Quel est le lien entre le microbiote et le sommeil ? Ce lien est-il déjà important dans les premiers jours de vie ?
De plus en plus, des études sur les adultes et les animaux montrent que le rythme et la qualité du sommeil sont liées aux bactéries intestinales. Dans notre étude, les enfants dont le sommeil était « immature » avaient également une flore intestinale « immature ». Ces mesures ont été effectuées sur des nourrissons en bonne santé, âgé-e-s de 3, 6 et 12 mois. Les résultats montrent par exemple qu’une flore intestinale moins diversifiée est liée à un sommeil diurne proportionnellement plus important. Plus de sommeil diurne signifie à cet âge un modèle de sommeil généralement « immature », car les siestes diurnes diminuent avec l’âge de façon graduelle. De même, une flore intestinale moins diversifiée à cet âge signifie un modèle plutôt immature, car la diversité des bactéries intestinales se développe rapidement, surtout au cours des trois premières années de vie.
Que sont les bactéries intestinales, d’où viennent-elles et à quoi servent-elles ?

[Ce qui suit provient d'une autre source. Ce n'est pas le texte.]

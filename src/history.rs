use crate::api::AnalysisRecord;
use crate::error::{LaneSignalError, LsResult};
use chrono::{DateTime, Utc};
use std::fs;
use std::path::{Path, PathBuf};
use tracing::{debug, info};
use uuid::Uuid;

pub const DEFAULT_LIST_LIMIT: usize = 10;

/// Past analyses kept in a single JSON file. A missing file is an empty
/// history; every mutation rewrites the file in full.
pub struct HistoryStore {
    path: PathBuf,
    records: Vec<AnalysisRecord>,
}

impl HistoryStore {
    pub fn open<P: Into<PathBuf>>(path: P) -> LsResult<Self> {
        let path = path.into();
        let records = if path.exists() {
            let content = fs::read_to_string(&path)?;
            if content.trim().is_empty() {
                Vec::new()
            } else {
                serde_json::from_str(&content).map_err(|e| {
                    LaneSignalError::Validation(format!(
                        "History file '{}' is corrupt: {}",
                        path.display(),
                        e
                    ))
                })?
            }
        } else {
            Vec::new()
        };
        debug!(
            "History: {} records in {}",
            records.len(),
            path.display()
        );
        Ok(Self { path, records })
    }

    pub fn path(&self) -> &Path {
        &self.path
    }

    pub fn len(&self) -> usize {
        self.records.len()
    }

    pub fn is_empty(&self) -> bool {
        self.records.is_empty()
    }

    pub fn save(&mut self, record: AnalysisRecord) -> LsResult<()> {
        info!("💾 Saving analysis {}", record.id);
        self.save_all(vec![record])
    }

    pub fn save_all(&mut self, records: Vec<AnalysisRecord>) -> LsResult<()> {
        if records.len() > 1 {
            info!("💾 Saving {} analyses", records.len());
        }
        let mut next = self.records.clone();
        next.extend(records);
        self.commit(next)
    }

    /// Newest first, at most `limit` entries.
    pub fn list(&self, limit: usize) -> Vec<&AnalysisRecord> {
        let mut sorted: Vec<&AnalysisRecord> = self.records.iter().collect();
        sorted.sort_by(|a, b| b.created_at.cmp(&a.created_at));
        sorted.truncate(limit);
        sorted
    }

    pub fn get(&self, id: Uuid) -> Option<&AnalysisRecord> {
        self.records.iter().find(|r| r.id == id)
    }

    /// Returns `false` when no record has `id`.
    pub fn delete(&mut self, id: Uuid) -> LsResult<bool> {
        if self.get(id).is_none() {
            return Ok(false);
        }
        let next: Vec<AnalysisRecord> = self
            .records
            .iter()
            .filter(|r| r.id != id)
            .cloned()
            .collect();
        self.commit(next)?;
        info!("🗑️  Deleted analysis {}", id);
        Ok(true)
    }

    // In-memory records only change once the file write has landed.
    fn commit(&mut self, next: Vec<AnalysisRecord>) -> LsResult<()> {
        Self::persist(&self.path, &next)?;
        self.records = next;
        Ok(())
    }

    // Write-then-rename so a crash never leaves a half-written file.
    fn persist(path: &Path, records: &[AnalysisRecord]) -> LsResult<()> {
        if let Some(parent) = path.parent() {
            if !parent.as_os_str().is_empty() {
                fs::create_dir_all(parent)?;
            }
        }
        let tmp = path.with_extension("json.tmp");
        fs::write(&tmp, serde_json::to_string_pretty(records)?)?;
        fs::rename(&tmp, path)?;
        Ok(())
    }
}

/// Human age of a record: `Just now`, `5m ago`, `3h ago`, `2d ago`, or the
/// calendar date once a week has passed.
pub fn relative_age(created_at: DateTime<Utc>, now: DateTime<Utc>) -> String {
    let diff = now.signed_duration_since(created_at);
    let mins = diff.num_minutes();
    let hours = diff.num_hours();
    let days = diff.num_days();

    if mins < 1 {
        "Just now".to_string()
    } else if mins < 60 {
        format!("{}m ago", mins)
    } else if hours < 24 {
        format!("{}h ago", hours)
    } else if days < 7 {
        format!("{}d ago", days)
    } else {
        created_at.format("%Y-%m-%d").to_string()
    }
}
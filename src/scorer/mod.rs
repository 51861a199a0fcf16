pub mod engine;
pub mod metrics;
pub mod types;

pub use self::metrics::{CongestionCounts, TrafficMetrics};
pub use self::types::{
    AnalysisResult, BoundingBox, CongestionLevel, Detection, Frame, LaneSummary,
    SignalRecommendation,
};
use crate::config::ScoringPolicy;
use crate::error::ScoreError;
use crate::vehicles::count_types;
use rayon::prelude::*;

/// Turns lane-assigned detections into a ranked signal recommendation.
///
/// Holds nothing but its policy, so one instance can be shared across
/// threads and called concurrently.
#[derive(Debug, Clone, Default)]
pub struct LaneScorer {
    policy: ScoringPolicy,
}

impl LaneScorer {
    pub fn new(policy: ScoringPolicy) -> Result<Self, ScoreError> {
        policy.validate()?;
        Ok(Self { policy })
    }

    pub fn policy(&self) -> &ScoringPolicy {
        &self.policy
    }

    pub fn score(
        &self,
        detections: &[Detection],
        lane_count: u32,
    ) -> Result<AnalysisResult, ScoreError> {
        engine::validate_input(detections, lane_count)?;

        let mut lane_data = engine::aggregate_lanes(&self.policy, detections, lane_count)?;
        engine::rank_lanes(&mut lane_data);

        // lane_count >= 1 was checked above, so there is always a top lane
        let recommendation = SignalRecommendation::from(&lane_data[0]);
        let optimization_score = engine::optimization_score(&lane_data)?;

        Ok(AnalysisResult {
            total_vehicles: lane_data.iter().map(|l| l.vehicle_count).sum(),
            vehicle_types: count_types(detections.iter().map(|d| &d.vehicle_type)),
            lanes_detected: lane_count,
            lane_data,
            recommendation,
            optimization_score,
        })
    }

    pub fn score_frame(&self, frame: &Frame) -> Result<AnalysisResult, ScoreError> {
        self.score(&frame.detections, frame.lane_count)
    }

    /// Scores independent frames in parallel. Results keep input order and a
    /// bad frame does not affect its neighbours.
    pub fn score_batch(&self, frames: &[Frame]) -> Vec<Result<AnalysisResult, ScoreError>> {
        frames.par_iter().map(|f| self.score_frame(f)).collect()
    }
}

/// Scores with the default thresholds (5 / 10) and weights (1 / 2 / 3).
pub fn score(detections: &[Detection], lane_count: u32) -> Result<AnalysisResult, ScoreError> {
    LaneScorer::default().score(detections, lane_count)
}
mod common;

use common::{cars_per_lane, detection, vehicles};
use lanesignal::config::ScoringPolicy;
use lanesignal::error::ScoreError;
use lanesignal::scorer::{self, CongestionLevel, Frame, LaneScorer};
use lanesignal::vehicles::VehicleType;

#[test]
fn test_end_to_end_example() {
    let detections = vec![
        detection(VehicleType::Car, 1, 0.9),
        detection(VehicleType::Car, 1, 0.8),
        detection(VehicleType::Truck, 1, 0.75),
        detection(VehicleType::Car, 2, 0.95),
    ];
    let result = scorer::score(&detections, 2).expect("valid input");

    assert_eq!(result.total_vehicles, 4);
    assert_eq!(result.lanes_detected, 2);
    assert_eq!(result.count_of(VehicleType::Car), 3);
    assert_eq!(result.count_of(VehicleType::Truck), 1);
    assert_eq!(result.vehicle_types.len(), 2);

    let lane1 = &result.lane_data[0];
    assert_eq!(lane1.lane_number, 1);
    assert_eq!(lane1.vehicle_count, 3);
    assert_eq!(lane1.congestion_level, CongestionLevel::Low);
    assert_eq!(lane1.priority_score, 3);
    assert_eq!(lane1.vehicle_types.get(&VehicleType::Car), Some(&2));
    assert_eq!(lane1.vehicle_types.get(&VehicleType::Truck), Some(&1));

    let lane2 = &result.lane_data[1];
    assert_eq!(lane2.lane_number, 2);
    assert_eq!(lane2.vehicle_count, 1);
    assert_eq!(lane2.priority_score, 1);

    assert_eq!(result.optimization_score, 75.0);
    assert_eq!(result.recommendation.lane_number, 1);
    assert_eq!(result.recommendation.vehicle_count, 3);
    assert_eq!(result.recommendation.congestion_level, CongestionLevel::Low);
    assert_eq!(
        result.recommendation.to_string(),
        "Lane 1 (3 vehicles, low congestion)"
    );
}

#[test]
fn test_every_lane_is_reported_even_when_empty() {
    let detections = vehicles(VehicleType::Bus, 4, 2);
    let result = scorer::score(&detections, 5).unwrap();

    assert_eq!(result.lane_data.len(), 5);
    let mut lanes: Vec<u32> = result.lane_data.iter().map(|l| l.lane_number).collect();
    lanes.sort();
    assert_eq!(lanes, vec![1, 2, 3, 4, 5]);

    for n in [1, 2, 3, 5] {
        let lane = result.lane(n).unwrap();
        assert_eq!(lane.vehicle_count, 0);
        assert!(lane.vehicle_types.is_empty());
        assert_eq!(lane.priority_score, 0);
    }
    assert_eq!(result.top_lane().unwrap().lane_number, 4);
    assert_eq!(result.optimization_score, 100.0);
}

#[test]
fn test_no_detections_scores_zero() {
    let result = scorer::score(&[], 3).unwrap();

    assert_eq!(result.total_vehicles, 0);
    assert!(result.vehicle_types.is_empty());
    assert_eq!(result.lane_data.len(), 3);
    assert_eq!(result.optimization_score, 0.0);
    assert!(!result.optimization_score.is_nan());
    // All tied at zero: lowest lane number wins.
    assert_eq!(result.recommendation.lane_number, 1);
    assert_eq!(result.recommendation.vehicle_count, 0);
}

#[test]
fn test_ties_rank_by_lane_number() {
    // Sorting on priority alone leaves tie order to the sort
    // implementation; ties are explicitly broken by ascending lane number.
    let detections = cars_per_lane(&[2, 3, 3, 1, 3]);
    let result = scorer::score(&detections, 5).unwrap();

    let order: Vec<u32> = result.lane_data.iter().map(|l| l.lane_number).collect();
    assert_eq!(order, vec![2, 3, 5, 1, 4]);
    assert_eq!(result.recommendation.lane_number, 2);
}

#[test]
fn test_ties_ignore_detection_order() {
    let mut detections = cars_per_lane(&[4, 4]);
    detections.reverse();
    let result = scorer::score(&detections, 2).unwrap();
    assert_eq!(result.lane_data[0].lane_number, 1);
    assert_eq!(result.optimization_score, 50.0);
}

#[test]
fn test_congestion_weights_drive_ranking() {
    // lane1: 10 -> high (30), lane2: 9 -> medium (18), lane3: 4 -> low (4)
    let detections = cars_per_lane(&[10, 9, 4]);
    let result = scorer::score(&detections, 3).unwrap();

    let lane1 = result.lane(1).unwrap();
    assert_eq!(lane1.congestion_level, CongestionLevel::High);
    assert_eq!(lane1.priority_score, 30);
    assert_eq!(result.lane(2).unwrap().priority_score, 18);
    assert_eq!(result.lane(3).unwrap().priority_score, 4);

    let expected = 30.0 / 52.0 * 100.0;
    assert!((result.optimization_score - expected).abs() < 1e-9);
}

#[test]
fn test_lane_zero_is_rejected() {
    let mut detections = cars_per_lane(&[2, 2]);
    detections.push(detection(VehicleType::Car, 0, 0.9));
    let err = scorer::score(&detections, 2).unwrap_err();
    assert_eq!(
        err,
        ScoreError::DetectionOutOfRange {
            index: 4,
            lane_number: 0,
            lane_count: 2
        }
    );
}

#[test]
fn test_lane_past_count_is_rejected() {
    let detections = vec![detection(VehicleType::Bicycle, 3, 0.9)];
    let err = scorer::score(&detections, 2).unwrap_err();
    assert!(matches!(
        err,
        ScoreError::DetectionOutOfRange { lane_number: 3, .. }
    ));
}

#[test]
fn test_zero_lanes_is_rejected() {
    assert_eq!(
        scorer::score(&[], 0).unwrap_err(),
        ScoreError::InvalidLaneCount(0)
    );
}

#[test]
fn test_conservation_of_vehicles() {
    let mut detections = cars_per_lane(&[3, 0, 7, 12]);
    detections.extend(vehicles(VehicleType::Motorcycle, 2, 5));
    let result = scorer::score(&detections, 4).unwrap();

    let lane_sum: u32 = result.lane_data.iter().map(|l| l.vehicle_count).sum();
    let type_sum: u32 = result.vehicle_types.values().sum();
    assert_eq!(lane_sum, detections.len() as u32);
    assert_eq!(result.total_vehicles, detections.len() as u32);
    assert_eq!(type_sum, detections.len() as u32);
}

#[test]
fn test_custom_policy() {
    let policy = ScoringPolicy {
        medium_threshold: 2,
        high_threshold: 4,
        weight_low: 1,
        weight_medium: 5,
        weight_high: 10,
    };
    let scorer = LaneScorer::new(policy).unwrap();
    let result = scorer.score(&cars_per_lane(&[1, 3, 4]), 3).unwrap();

    assert_eq!(result.lane(1).unwrap().priority_score, 1);
    assert_eq!(result.lane(2).unwrap().priority_score, 15);
    assert_eq!(result.lane(3).unwrap().priority_score, 40);
    assert_eq!(result.recommendation.lane_number, 3);
}

#[test]
fn test_invalid_policy_is_rejected() {
    let policy = ScoringPolicy {
        medium_threshold: 10,
        high_threshold: 5,
        ..Default::default()
    };
    assert!(matches!(
        LaneScorer::new(policy),
        Err(ScoreError::InvalidPolicy(_))
    ));
}

#[test]
fn test_batch_matches_sequential() {
    let frames: Vec<Frame> = (1..=20u32)
        .map(|i| Frame {
            lane_count: 3,
            detections: cars_per_lane(&[i as usize % 7, (i as usize * 3) % 11, 2]),
        })
        .collect();
    let scorer = LaneScorer::default();

    let batch = scorer.score_batch(&frames);
    assert_eq!(batch.len(), frames.len());
    for (frame, result) in frames.iter().zip(batch) {
        assert_eq!(result.unwrap(), scorer.score_frame(frame).unwrap());
    }
}

#[test]
fn test_batch_isolates_bad_frames() {
    let frames = vec![
        Frame {
            lane_count: 2,
            detections: cars_per_lane(&[1, 1]),
        },
        Frame {
            lane_count: 1,
            detections: cars_per_lane(&[1, 1]),
        },
        Frame {
            lane_count: 2,
            detections: vec![],
        },
    ];
    let results = LaneScorer::default().score_batch(&frames);
    assert!(results[0].is_ok());
    assert!(results[1].is_err());
    assert!(results[2].is_ok());
}

#[test]
fn test_confidence_and_bbox_do_not_affect_scoring() {
    let a = vec![detection(VehicleType::Car, 1, 0.1)];
    let b = vec![detection(VehicleType::Car, 1, 0.99).with_bbox([500.0, 1.0, 2.0, 3.0].into())];
    assert_eq!(scorer::score(&a, 1).unwrap(), scorer::score(&b, 1).unwrap());
}
use clap::{CommandFactory, FromArgMatches, Parser, Subcommand};
use lanesignal::config::Config;
use lanesignal::error::LsResult;
use std::path::PathBuf;
use std::process;
use tracing::{error, info, Level};

mod cmd;
mod reports;

#[derive(Parser, Debug)]
#[command(author, version, about, long_about = None)]
struct Cli {
    #[command(subcommand)]
    command: Commands,

    /// JSON file with policy and simulation settings.
    #[arg(global = true, long = "config")]
    config_file: Option<PathBuf>,

    #[arg(global = true, long, default_value = "data/history.json")]
    history: PathBuf,

    #[arg(global = true, long, default_value_t = false)]
    debug: bool,
}

#[derive(Subcommand, Debug)]
enum Commands {
    Analyze(cmd::analyze::AnalyzeArgs),
    History(cmd::history::HistoryArgs),
}

fn run(cli: Cli, matches: &clap::ArgMatches) -> LsResult<()> {
    match cli.command {
        Commands::Analyze(args) => {
            // Flags typed on the command line beat the config file, which
            // beats the built-in defaults.
            let config = match &cli.config_file {
                Some(path) => {
                    info!("⚖️  Loading config from: {}", path.display());
                    let mut file_config = Config::load_from_file(path)?;
                    if let Some(sub_matches) = matches.subcommand_matches("analyze") {
                        file_config.merge_from_cli(&args.config, sub_matches);
                    }
                    file_config
                }
                None => args.config.clone(),
            };
            config.validate()?;
            cmd::analyze::run(args, config, &cli.history)
        }
        Commands::History(args) => cmd::history::run(args, &cli.history),
    }
}

fn main() {
    let matches = Cli::command().get_matches();
    let cli = Cli::from_arg_matches(&matches).unwrap_or_else(|e| e.exit());

    tracing_subscriber::fmt()
        .with_max_level(if cli.debug { Level::DEBUG } else { Level::INFO })
        .with_writer(std::io::stderr)
        .init();

    if let Err(e) = run(cli, &matches) {
        error!("❌ {}", e);
        process::exit(1);
    }
}
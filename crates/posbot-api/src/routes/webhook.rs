//! 텔레그램 웹훅 엔드포인트.
//!
//! 핸들러는 본문 파싱 결과와 무관하게 항상 `{"success": true}`를
//! 반환합니다. 텔레그램은 비성공 응답을 받으면 같은 업데이트를
//! 재전송하므로, 처리 불가능한 페이로드도 여기서 수락하고 버립니다.
//! 실제 명령어 처리는 응답과 분리된 백그라운드 태스크에서 수행됩니다.

use crate::dispatch::{self, TelegramUpdate};
use crate::state::AppState;
use axum::{
    body::Bytes,
    extract::State,
    response::{IntoResponse, Json},
    routing::post,
    Router,
};
use serde_json::json;
use std::sync::Arc;
use tracing::debug;

/// 웹훅 라우터를 생성합니다.
pub fn webhook_router() -> Router<Arc<AppState>> {
    Router::new().route("/webhook", post(receive_update))
}

/// POST /webhook
///
/// `Json` 추출기를 쓰지 않고 원시 바이트를 직접 파싱합니다.
/// 추출기는 잘못된 본문에 4xx를 돌려주는데, 이 엔드포인트의 계약은
/// 무조건 수락이기 때문입니다.
async fn receive_update(State(state): State<Arc<AppState>>, body: Bytes) -> impl IntoResponse {
    match serde_json::from_slice::<TelegramUpdate>(&body) {
        Ok(update) => {
            tokio::spawn(dispatch::process_update(state, update));
        }
        Err(e) => {
            debug!(error = %e, "Webhook body is not a valid update, dropping");
        }
    }

    Json(json!({"success": true}))
}
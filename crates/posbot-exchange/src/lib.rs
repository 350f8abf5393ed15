//! Binance USDⓈ-M 선물 거래소 연동.
//!
//! 이 크레이트는 다음을 제공합니다:
//! - 요청 서명 (정규 쿼리 문자열 + HMAC-SHA256)
//! - 서명된 REST 클라이언트 (포지션/오픈 주문/티커 조회)
//! - 제한된 재시도 및 타임아웃 처리
//! - 에러 분류 (네트워크/인증/응답 파싱)

pub mod client;
pub mod error;
pub mod signer;

pub use client::{FuturesClient, FuturesConfig, PositionReader};
pub use error::*;
pub use signer::{canonical_query, sign};
//! tracing을 사용한 로깅 인프라.
//!
//! 프로세스당 한 번 `main`에서 초기화하며, 각 컴포넌트는 전역 싱글턴 대신
//! `tracing` 매크로를 통해 구조화된 이벤트를 기록합니다.
//!
//! 지원 형식:
//! - **pretty**: 개발용 사람이 읽기 쉬운 형식
//! - **json**: 운영환경/로그 집계용 JSON 형식
//! - **compact**: 간결한 한 줄 형식

use tracing_subscriber::{
    fmt, layer::SubscriberExt, util::SubscriberInitExt, EnvFilter,
};

/// 로그 출력 형식.
#[derive(Debug, Clone, Copy, PartialEq, Eq, Default)]
pub enum LogFormat {
    /// 색상이 포함된 사람이 읽기 쉬운 형식 (개발용)
    #[default]
    Pretty,
    /// 로그 집계용 JSON 형식 (운영용)
    Json,
    /// 간결한 한 줄 형식
    Compact,
}

impl std::str::FromStr for LogFormat {
    type Err = String;

    fn from_str(s: &str) -> Result<Self, Self::Err> {
        match s.to_lowercase().as_str() {
            "pretty" => Ok(Self::Pretty),
            "json" => Ok(Self::Json),
            "compact" => Ok(Self::Compact),
            _ => Err(format!("Unknown log format: {}", s)),
        }
    }
}

/// 로깅 설정.
#[derive(Debug, Clone)]
pub struct LogConfig {
    /// 로그 레벨 필터 (예: "info", "posbot_exchange=debug")
    pub level: String,
    /// 출력 형식
    pub format: LogFormat,
    /// 대상(모듈 경로) 포함 여부
    pub with_target: bool,
}

impl Default for LogConfig {
    fn default() -> Self {
        Self {
            level: "info".to_string(),
            format: LogFormat::Pretty,
            with_target: true,
        }
    }
}

impl LogConfig {
    /// 새 로그 설정을 생성합니다.
    pub fn new(level: impl Into<String>) -> Self {
        Self {
            level: level.into(),
            ..Default::default()
        }
    }

    /// 로그 형식을 설정합니다.
    pub fn with_format(mut self, format: LogFormat) -> Self {
        self.format = format;
        self
    }

    /// 환경 변수에서 설정을 생성합니다.
    ///
    /// 레벨에는 `RUST_LOG`를, 형식에는 `LOG_FORMAT`을 사용합니다.
    pub fn from_env() -> Self {
        let level = std::env::var("RUST_LOG").unwrap_or_else(|_| "info".to_string());
        let format = std::env::var("LOG_FORMAT")
            .ok()
            .and_then(|s| s.parse().ok())
            .unwrap_or_default();

        Self {
            level,
            format,
            ..Default::default()
        }
    }
}

/// 주어진 설정으로 로깅 시스템을 초기화합니다.
///
/// 프로세스당 한 번만 호출해야 합니다. 두 번째 호출은 에러를 반환합니다.
pub fn init_logging(config: LogConfig) -> Result<(), Box<dyn std::error::Error>> {
    let env_filter =
        EnvFilter::try_from_default_env().or_else(|_| EnvFilter::try_new(&config.level))?;

    match config.format {
        LogFormat::Pretty => {
            let fmt_layer = fmt::layer().pretty().with_target(config.with_target);
            tracing_subscriber::registry()
                .with(env_filter)
                .with(fmt_layer)
                .try_init()?;
        }
        LogFormat::Json => {
            let fmt_layer = fmt::layer().json().with_target(config.with_target);
            tracing_subscriber::registry()
                .with(env_filter)
                .with(fmt_layer)
                .try_init()?;
        }
        LogFormat::Compact => {
            let fmt_layer = fmt::layer().compact().with_target(config.with_target);
            tracing_subscriber::registry()
                .with(env_filter)
                .with(fmt_layer)
                .try_init()?;
        }
    }

    tracing::info!(
        format = ?config.format,
        level = %config.level,
        "Logging initialized"
    );

    Ok(())
}

/// 환경 변수에서 로깅을 초기화합니다.
pub fn init_logging_from_env() -> Result<(), Box<dyn std::error::Error>> {
    init_logging(LogConfig::from_env())
}

#[cfg(test)]
mod tests {
    use super::*;

    #[test]
    fn test_log_format_from_str() {
        assert_eq!("pretty".parse::<LogFormat>().unwrap(), LogFormat::Pretty);
        assert_eq!("json".parse::<LogFormat>().unwrap(), LogFormat::Json);
        assert_eq!("COMPACT".parse::<LogFormat>().unwrap(), LogFormat::Compact);
        assert!("invalid".parse::<LogFormat>().is_err());
    }

    #[test]
    fn test_log_config_builder() {
        let config = LogConfig::new("debug").with_format(LogFormat::Json);

        assert_eq!(config.level, "debug");
        assert_eq!(config.format, LogFormat::Json);
    }
}
//! 인바운드 명령어 디스패처.
//!
//! 한 건의 웹훅 호출은 `Received → Validated → Authorized → Routed →
//! Replied` 단계를 거치며, 어느 게이트에서든 탈락하면 응답 없이 조용히
//! 종료됩니다 (미인가 발신자에게 봇의 존재를 확인시켜 주지 않기 위한
//! 의도된 동작). 핸들러 내부의 모든 실패는 이 모듈 최상단에서 잡혀
//! "ERROR" 응답으로 변환됩니다.

use crate::state::AppState;
use posbot_notification::{format_help, format_status, NotificationResult};
use serde::Deserialize;
use std::sync::Arc;
use tracing::{debug, error, info};

// ============================================================================
// 인바운드 페이로드
// ============================================================================

/// 텔레그램 웹훅 업데이트.
///
/// 파이프라인이 사용하는 필드만 매핑하며, 누락될 수 있는 필드는 모두
/// `Option`으로 두고 검증은 [`CommandEnvelope::from_update`]에서 합니다.
#[derive(Debug, Deserialize)]
pub struct TelegramUpdate {
    pub message: Option<IncomingMessage>,
}

/// 인바운드 메시지.
#[derive(Debug, Deserialize)]
pub struct IncomingMessage {
    pub message_id: Option<i64>,
    pub chat: Option<IncomingChat>,
    pub text: Option<String>,
}

/// 채팅 정보. 발신자 식별에는 `chat.username`을 사용합니다.
#[derive(Debug, Deserialize)]
pub struct IncomingChat {
    pub id: Option<i64>,
    pub username: Option<String>,
}

// ============================================================================
// 명령어 봉투
// ============================================================================

/// 검증을 통과한 인바운드 명령어.
///
/// 웹훅 호출마다 새로 만들어지고 응답 전송 후 버려집니다.
#[derive(Debug, Clone)]
pub struct CommandEnvelope {
    pub chat_id: i64,
    pub username: String,
    pub text: String,
    pub message_id: i64,
}

impl CommandEnvelope {
    /// 업데이트에서 봉투를 추출합니다.
    ///
    /// chat id, 사용자명, 본문 텍스트, 메시지 ID 중 하나라도 없으면
    /// 명령어가 아닌 것으로 보고 `None`을 반환합니다 (무응답 드랍).
    pub fn from_update(update: TelegramUpdate) -> Option<Self> {
        let message = update.message?;
        let chat = message.chat?;

        Some(Self {
            chat_id: chat.id?,
            username: chat.username?,
            text: message.text?,
            message_id: message.message_id?,
        })
    }
}

// ============================================================================
// 명령어 라우팅
// ============================================================================

/// 봇 명령어.
#[derive(Debug, Clone, Copy, PartialEq, Eq)]
pub enum BotCommand {
    /// 포지션 상태 리포트
    Status,
    /// 도움말
    Help,
}

impl BotCommand {
    /// 텍스트에서 명령어를 파싱합니다.
    ///
    /// 소문자 변환, 공백 제거, 선행 `/` 제거 후 매칭하며,
    /// 알 수 없는 텍스트는 상태 리포트로 라우팅됩니다 (기본 경로).
    pub fn parse(text: &str) -> Self {
        let normalized = text.trim().to_lowercase();
        let normalized = normalized.strip_prefix('/').unwrap_or(&normalized);

        match normalized {
            "help" => BotCommand::Help,
            // "status"와 "bot_status" 외의 모든 텍스트도 상태 조회로 폴백
            _ => BotCommand::Status,
        }
    }
}

// ============================================================================
// 파이프라인
// ============================================================================

/// 웹훅 업데이트 한 건을 처리합니다.
///
/// 웹훅 응답과 분리된 백그라운드 태스크에서 실행되며, 어떤 실패도
/// 호출자에게 전파하지 않습니다.
pub async fn process_update(state: Arc<AppState>, update: TelegramUpdate) {
    // Received → Validated
    let Some(envelope) = CommandEnvelope::from_update(update) else {
        debug!("Inbound payload is not a command, dropping");
        return;
    };

    info!(
        chat_id = envelope.chat_id,
        username = %envelope.username,
        text = %envelope.text,
        "Command received"
    );

    // Validated → Authorized
    if !state.is_authorized(&envelope.username) {
        debug!(username = %envelope.username, "Sender not in allow list, dropping");
        return;
    }

    // Authorized → Routed → Replied
    let command = BotCommand::parse(&envelope.text);
    if let Err(e) = run_command(&state, &envelope, command).await {
        error!(
            chat_id = envelope.chat_id,
            username = %envelope.username,
            error = %e,
            "Command handling failed"
        );

        // 최후 방어선: 실패를 사용자에게 고정 텍스트로 알림 (best effort)
        if let Err(e) = state.sender.send_message(envelope.chat_id, "ERROR").await {
            error!(chat_id = envelope.chat_id, error = %e, "Failed to deliver error reply");
        }
    }
}

/// 라우팅된 명령어를 실행하고 응답을 전송합니다.
async fn run_command(
    state: &AppState,
    envelope: &CommandEnvelope,
    command: BotCommand,
) -> NotificationResult<()> {
    let text = match command {
        BotCommand::Status => {
            let position = state.exchange.get_open_position(&state.symbol).await;

            // 포지션이 있을 때만 주문 목록을 조회 (플랫이면 리포트에 쓰이지 않음)
            let orders = match &position {
                Some(p) if !p.is_flat() => state.exchange.get_open_orders(&state.symbol).await,
                _ => Vec::new(),
            };

            format_status(position.as_ref(), &orders)
        }
        BotCommand::Help => format_help(),
    };

    state.sender.send_message(envelope.chat_id, &text).await
}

Les bactéries sont les petites aides sur et dans notre corps, la plupart habitent le tractus gastro-intestinal. Leur fonction première est de faciliter la digestion des aliments afin de rendre l’énergie disponible pour le corps. Le nombre de cellules bactériennes qui nous habitent est à peu près égal à celui de nos propres cellules humaines. L’écosystème des bactéries intestinales est très complexe et dynamique. Il se construit au cours des trois premières années de la vie, et ce n’est qu’alors qu’il est comparable à la diversité bactérienne des adultes. Les bactéries intestinales communiquent avec le cerveau, elles produisent d’importants neurotransmetteurs, comme la sérotonine, un neurotransmetteur présent non seulement dans le cerveau, mais aussi en périphérie. Les bactéries intestinales sont importantes pour la santé et se modifient en cas de maladie. Elles sont par exemple modifiées en cas de troubles anxieux ou de dépression, mais aussi en cas de maladies gastro-intestinales, comme le syndrome du côlon irritable. Leur structure est déterminée par notre mode de vie, par l’alimentation, les antibiotiques, le style de vie, ainsi que par l’environnement direct (p. ex. les personnes partageant le même domicile). On s’est récemment rendu compte qu’ils évoluaient également avec le rythme de la journée et qu’ils étaient influencés par le rythme veille-sommeil.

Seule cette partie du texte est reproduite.